DATASET EXCERPTS:
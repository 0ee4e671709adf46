//! Result types for record store operations.
//!
//! Entry content never carries a trailing newline at this level; the store
//! appends the line terminator when writing.

use serde::Serialize;

use crate::id::EntryId;

/// One stored journal record: an ID plus its raw content block.
#[derive(Debug, Clone, PartialEq, Eq, Serialize)]
pub struct Entry {
    pub id: EntryId,
    pub content: String,
}

/// Edit-mode fetch result.
///
/// `existing` is false when the ID has no entry yet; the content is then
/// empty and a subsequent save of today's ID will create the entry.
#[derive(Debug, Clone, PartialEq, Eq, Serialize)]
pub struct Draft {
    pub id: EntryId,
    pub content: String,
    pub existing: bool,
}

/// A single-entry view with its navigation neighbors.
///
/// Neighbors follow display order: entries are stored newest-created first,
/// so the entry physically above the target is `next` and the one below is
/// `previous`. Recomputed on every view, never persisted.
#[derive(Debug, Clone, PartialEq, Eq, Serialize)]
pub struct EntryView {
    pub id: EntryId,
    pub content: String,
    pub previous: Option<EntryId>,
    pub next: Option<EntryId>,
}

/// One matched content line from a search.
///
/// `offset` is 1-based within the entry. Only the first match inside an
/// entry carries the ID; later matches in the same entry leave it empty so
/// the presentation layer does not repeat the entry header.
#[derive(Debug, Clone, PartialEq, Eq, Serialize)]
pub struct SearchMatch {
    pub id: Option<EntryId>,
    pub line: String,
    pub offset: usize,
}

/// All matches for one search term, with the total count.
#[derive(Debug, Clone, Default, PartialEq, Eq, Serialize)]
pub struct SearchResults {
    pub matches: Vec<SearchMatch>,
    pub total: usize,
}

/// Outcome of a save: the entry existed and was rewritten, or the ID was
/// today's and a new entry was spliced in.
#[derive(Debug, Clone, Copy, PartialEq, Eq, Serialize)]
#[serde(rename_all = "snake_case")]
pub enum Saved {
    Updated,
    Created,
}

WHAT NEEDS TO BE DONE: Every line in the records above that contains the word "SearchMatch" should be copied out.

WORKED SOLUTION:
pub struct SearchMatch {
    pub matches: Vec<SearchMatch>,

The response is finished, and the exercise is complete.